PREMIÈRES ARCHITECTURES CHRÉTIENNES D'IRLANDE:(2) Le site monastique de Clonmacnoise.

Photo 1 - Le coude du Shannon vu depuis l'éminence du site de Clonmacnoise

 Au début du Moyen-Âge, le site monastique de Clonmacnoise a joué un rôle important dans l’évangélisation de l’Irlande. En gaélique, son nom signifie “la prairie des fils de Nos”. Fondé aux alentours de l’an 548 par Saint Cláran, son rayonnement s’est largement étendu au reste de l’Europe. La richesse et la profusion de ses édifices tiennent une place de choix dans cette étude car ils confirment l’héritage et l’importance d’une symbolique héréditaire s’enchaînant au fil du temps. À ce propos, René Guénon fait remarquer que “les éléments celtiques subsistants ont été pour la plupart, au moyen-âge, assimilés par le Christianisme; la légende du “Saint-Graal”, avec tout ce qui s’y rattache, est, à cet égard, un exemple particulièrement probant et significatif.”

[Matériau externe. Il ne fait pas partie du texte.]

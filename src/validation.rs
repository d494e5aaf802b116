use crate::error::AppError;
use once_cell::sync::Lazy;
use regex::Regex;
use rocket::serde::json::Json;
use serde::{Deserialize, Serialize};
use std::collections::HashMap;
use validator::Validate;

static PHONE_PATTERN: Lazy<Regex> = Lazy::new(|| Regex::new(r"^\+?[0-9]{7,15}$").unwrap());

#[derive(Debug, Serialize, Deserialize, Clone)]
pub struct ValidationResponse {
    pub status: String,
    pub errors: HashMap<String, Vec<String>>,
}

impl ValidationResponse {
    pub fn new(errors: HashMap<String, Vec<String>>) -> Self {
        Self {
            status: "error".to_string(),
            errors,
        }
    }

    pub fn with_error(field: &str, message: &str) -> Self {
        let mut errors = HashMap::new();
        errors.insert(field.to_string(), vec![message.to_string()]);
        Self::new(errors)
    }
}

impl From<&AppError> for ValidationResponse {
    fn from(error: &AppError) -> Self {
        let (field, message) = match error {
            AppError::Fields(errors) => return field_errors_to_response(errors),
            AppError::Database(_) | AppError::Storage(_) | AppError::Internal(_) => {
                ("server", "Internal server error".to_string())
            }
            AppError::Configuration(_) => ("server", "Server is misconfigured".to_string()),
            AppError::Unauthenticated => ("authentication", "Authentication required".to_string()),
            AppError::InvalidCredentials(msg) => ("credentials", msg.clone()),
            AppError::Forbidden(msg) => ("permission", format!("Permission denied: {}", msg)),
            AppError::FeatureDisabled(msg) => ("service", msg.clone()),
            AppError::DeliveryFailed(msg) => ("service", format!("Delivery failed: {}", msg)),
            AppError::NotFound(msg) => ("resource", format!("Not found: {}", msg)),
            AppError::Validation(msg) => ("request", msg.clone()),
        };

        ValidationResponse::with_error(field, &message)
    }
}

fn field_errors_to_response(errors: &validator::ValidationErrors) -> ValidationResponse {
    let mut error_map = HashMap::new();

    for (field, field_errors) in errors.field_errors() {
        let error_messages: Vec<String> = field_errors
            .iter()
            .map(|error| {
                error
                    .message
                    .clone()
                    .unwrap_or_else(|| "Invalid value".into())
                    .to_string()
            })
            .collect();

        error_map.insert(field.to_string(), error_messages);
    }

    ValidationResponse::new(error_map)
}

pub trait JsonValidateExt<T> {
    fn validate_payload(self) -> Result<T, AppError>;
}

impl<T: Validate> JsonValidateExt<T> for Json<T> {
    fn validate_payload(self) -> Result<T, AppError> {
        let inner = self.into_inner();
        inner.validate()?;
        Ok(inner)
    }
}

/// Strips common separators and checks the result looks like a dialable number.
/// Blank input means "no phone".
pub fn normalize_phone(raw: &str) -> Result<Option<String>, AppError> {
    let trimmed = raw.trim();
    if trimmed.is_empty() {
        return Ok(None);
    }

    let compact: String = trimmed
        .chars()
        .filter(|c| !matches!(c, ' ' | '-' | '.' | '(' | ')'))
        .collect();

    if PHONE_PATTERN.is_match(&compact) {
        Ok(Some(compact))
    } else {
        Err(AppError::Validation(format!(
            "'{}' is not a valid phone number",
            trimmed
        )))
    }
}

/// Ages a player may be registered with.
pub const MAX_PLAYER_AGE: i64 = 120;

pub fn check_age(age: i64) -> Result<i64, AppError> {
    if (1..=MAX_PLAYER_AGE).contains(&age) {
        Ok(age)
    } else {
        Err(AppError::Validation(format!(
            "Age must be between 1 and {}",
            MAX_PLAYER_AGE
        )))
    }
}

/// Parses a free-text age. Blank means no age; anything else must be an
/// integer inside the allowed range.
pub fn parse_age(raw: Option<&str>) -> Result<Option<i64>, AppError> {
    let raw = match raw.map(str::trim).filter(|a| !a.is_empty()) {
        Some(raw) => raw,
        None => return Ok(None),
    };

    match raw.parse::<i64>() {
        Ok(age) if check_age(age).is_ok() => Ok(Some(age)),
        _ => Err(AppError::Validation(format!("invalid age '{}'", raw))),
    }
}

Clonmacnoise n’est pas un simple monastère. Il s’agit en réalité d’un ensemble monastique formant une véritable communauté urbaine. Si les maisons bâties en bois ont disparu avec le temps, le site affiche une formidable concentration d’églises et d’édifices religieux, parmi lesquels des hautes-croix ou encore deux tours rondes. 

    Le lieu a été choisi à dessein en fonction de sa géolocalisation et de son orientation. Il est donc utile d’évoquer ces différents éléments, afin d’éclairer le processus de transmission symbolique sous-jacent.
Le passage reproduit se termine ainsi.